JRC-COMBINE/project-template

Folders and files

NameName
Last commit message
Last commit date

Latest commit

 

History

3 Commits
 
 
 
 

Repository files navigation

Project Name ✨

A short, clear one-liner describing what this project does and why it exists.

Python 3.11+ Jupyter uv Supported


Overview

Explain the problem this project addresses, the approach taken, and key outcomes in 2–4 sentences. If applicable, mention important methods, datasets, or benchmarks.

ℹ️ Hint: Link to any key paper or dataset, and mention where detailed analysis lives (e.g., specific notebooks).


Project Structure

The repository should separate raw/processed data, notebooks, and generated artifacts.

.
├── data/              # Raw, interim, and processed data (see recommendations below)
├── notebooks/         # Jupyter notebooks for exploration, training, analysis
├── results/           # Generated outputs (figures, tables, metrics, models)
└── README.md

💡 Tip: Keep raw, immutable data in data/raw, derived data in data/processed, and temporary caches in data/interim.


Getting Started

Prerequisites

  • Python 3.11+ recommended (Mention your specific version here).
  • One of: pip or uv (a fast Python package manager).
  • JupyterLab or VSCode with the Python extension to run notebooks.

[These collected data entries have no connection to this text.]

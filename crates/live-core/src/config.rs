use std::time::Duration;

use reqwest::Client;
use serde::{Deserialize, Serialize};

/// Configuration for the polling engine.
#[derive(Debug, Clone, Serialize, Deserialize)]
pub struct PollerConfig {
    /// Interval between polling rounds (default: 60s).
    pub poll_interval: Duration,
    /// HTTP request timeout for platform and token calls.
    pub request_timeout: Duration,
    /// Total attempts for a token exchange before the round is given up.
    pub token_retries: u32,
    /// Base backoff between token exchange attempts, scaled linearly.
    pub token_retry_backoff: Duration,
    /// Tokens are treated as expired this long before their real expiry.
    pub token_safety_margin: Duration,
    /// Maximum concurrent per-channel fetches for platforms without a batch query.
    pub max_concurrent_fetches: usize,
}

impl Default for PollerConfig {
    fn default() -> Self {
        Self {
            poll_interval: Duration::from_millis(60_000),
            request_timeout: Duration::from_secs(10),
            token_retries: 3,
            token_retry_backoff: Duration::from_secs(2),
            token_safety_margin: Duration::from_secs(5 * 60),
            max_concurrent_fetches: 4,
        }
    }
}

impl PollerConfig {
    pub fn with_poll_interval(mut self, ms: u64) -> Self {
        self.poll_interval = Duration::from_millis(ms);
        self
    }

    pub fn with_request_timeout(mut self, ms: u64) -> Self {
        self.request_timeout = Duration::from_millis(ms);
        self
    }

    pub fn with_token_retries(mut self, retries: u32) -> Self {
        self.token_retries = retries.max(1);
        self
    }

    pub fn with_token_retry_backoff(mut self, ms: u64) -> Self {
        self.token_retry_backoff = Duration::from_millis(ms);
        self
    }

    pub fn with_max_concurrent_fetches(mut self, max: usize) -> Self {
        self.max_concurrent_fetches = max.max(1);
        self
    }
}

/// Shared HTTP client for token exchanges, platform queries, and deliveries.
pub fn build_http_client(timeout: Duration) -> Client {
    Client::builder()
        .timeout(timeout)
        .connect_timeout(Duration::from_secs(5))
        .pool_max_idle_per_host(20)
        .gzip(true)
        .build()
        .expect("Failed to build HTTP client")
}
pub mod kick;
pub mod twitch;

pub use kick::KickPoller;
pub use twitch::TwitchPoller;

use std::collections::HashMap;
use std::fmt;

use async_trait::async_trait;
use serde::{Deserialize, Serialize};

use crate::auth::Credential;
use crate::error::PollError;

/// A supported streaming platform. The set is closed and resolved at startup.
#[derive(Debug, Clone, Copy, PartialEq, Eq, Hash, Serialize, Deserialize)]
#[serde(rename_all = "snake_case")]
pub enum Platform {
    Twitch,
    Kick,
}

impl Platform {
    pub fn display_name(self) -> &'static str {
        match self {
            Self::Twitch => "Twitch",
            Self::Kick => "Kick",
        }
    }

    /// Lowercase identifier, matching the serialized form.
    pub fn slug(self) -> &'static str {
        match self {
            Self::Twitch => "twitch",
            Self::Kick => "kick",
        }
    }

    /// Canonical channel page URL for a channel on this platform.
    pub fn channel_url(self, channel: &str) -> String {
        match self {
            Self::Twitch => format!("https://www.twitch.tv/{channel}"),
            Self::Kick => format!("https://kick.com/{channel}"),
        }
    }
}

impl fmt::Display for Platform {
    fn fmt(&self, f: &mut fmt::Formatter<'_>) -> fmt::Result {
        write!(f, "{}", self.display_name())
    }
}

/// The status of one channel as observed by a single poll.
#[derive(Debug, Clone, Serialize)]
pub struct ChannelSnapshot {
    pub platform: Platform,
    pub channel: String,
    pub is_live: bool,
    pub display_name: String,
    pub category: Option<String>,
    pub viewer_count: Option<u64>,
    pub thumbnail_url: Option<String>,
    pub canonical_url: String,
}

impl ChannelSnapshot {
    /// A confirmed-offline snapshot with no display metadata.
    pub fn offline(platform: Platform, channel: impl Into<String>) -> Self {
        let channel = channel.into();
        let canonical_url = platform.channel_url(&channel);
        Self {
            platform,
            display_name: channel.clone(),
            channel,
            is_live: false,
            category: None,
            viewer_count: None,
            thumbnail_url: None,
            canonical_url,
        }
    }
}

/// One platform round's resolved channel statuses.
///
/// A configured channel absent from `channels` and not listed in
/// `indeterminate` is confirmed offline. Channels in `indeterminate` failed
/// with a transient error this round; their previous state must be preserved.
#[derive(Debug, Clone, Default)]
pub struct PollSnapshot {
    pub channels: HashMap<String, ChannelSnapshot>,
    pub indeterminate: Vec<String>,
}

impl PollSnapshot {
    pub fn insert(&mut self, snapshot: ChannelSnapshot) {
        self.channels.insert(snapshot.channel.clone(), snapshot);
    }

    pub fn mark_indeterminate(&mut self, channel: impl Into<String>) {
        self.indeterminate.push(channel.into());
    }

    pub fn is_indeterminate(&self, channel: &str) -> bool {
        self.indeterminate.iter().any(|c| c == channel)
    }

    pub fn is_live(&self, channel: &str) -> bool {
        self.channels.get(channel).is_some_and(|s| s.is_live)
    }
}

/// One platform's data-query capability.
///
/// Implementations query the platform API once per call and normalize the
/// result. Object-safe and Send + Sync for use across async tasks.
#[async_trait]
pub trait PlatformPoller: Send + Sync {
    fn platform(&self) -> Platform;

    /// Query the current status of the given channels with a valid credential.
    async fn poll(
        &self,
        streamers: &[String],
        credential: &Credential,
    ) -> Result<PollSnapshot, PollError>;
}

ℹ️ Hint: On macOS, you can install Python 3.11+ via Homebrew: brew install python@3.11.

Setup with pip

Create a virtual environment and install dependencies:

python3.11 -m venv .venv
source .venv/bin/activate
pip install --upgrade pip
pip install -r requirements.txt

💡 Tip: Use python3.11 explicitly to avoid accidentally using an older interpreter.

Setup with uv

Install uv and set up the environment quickly:

# Install uv (choose one)
brew install uv
# or:
curl -Ls https://astral.sh/uv/install.sh | sh

# Create venv and install deps
uv venv
source .venv/bin/activate
uv pip install -r requirements.txt

⚡ Hint: uv is much faster than pip and supports pip-compatible commands like uv pip install, uv pip freeze, and uv run.

Run Notebooks

# pip environment
jupyter lab
# or
jupyter notebook

# uv environment
uv run jupyter lab

Ensure the selected kernel points to your .venv or uv environment.

💡 Tip: In Jupyter, use Kernel → Change Kernel to pick the correct environment.


Data

Layout and Conventions

Recommended subfolders (create as needed):

  • data/raw/ — immutable, original data dumps
  • data/interim/ — temporary, intermediate files
  • data/processed/ — cleaned, ready-to-model data

Consider adding a short data/README.md describing sources, schema, and preprocessing steps.

Data Preparation

If data is downloaded or processed, provide scripts/notebooks and commands here. For example:

# examples (adapt to your project layout)
python scripts/download_data.py --out data/raw
python scripts/prepare_data.py --in data/raw --out data/processed

ℹ️ Hint: Document required environment variables in a .env.example file and never commit secrets.

Data Privacy and Large Files

Add .gitignore patterns for large or sensitive artifacts:

# Data (raw and intermediate should not be versioned)
data/raw/
data/interim/

# Large or derived artifacts
results/models/
results/logs/

# Secrets
*.env

⚠️ Warning: Never commit credentials, API keys, or private datasets. Use environment variables and secure storage.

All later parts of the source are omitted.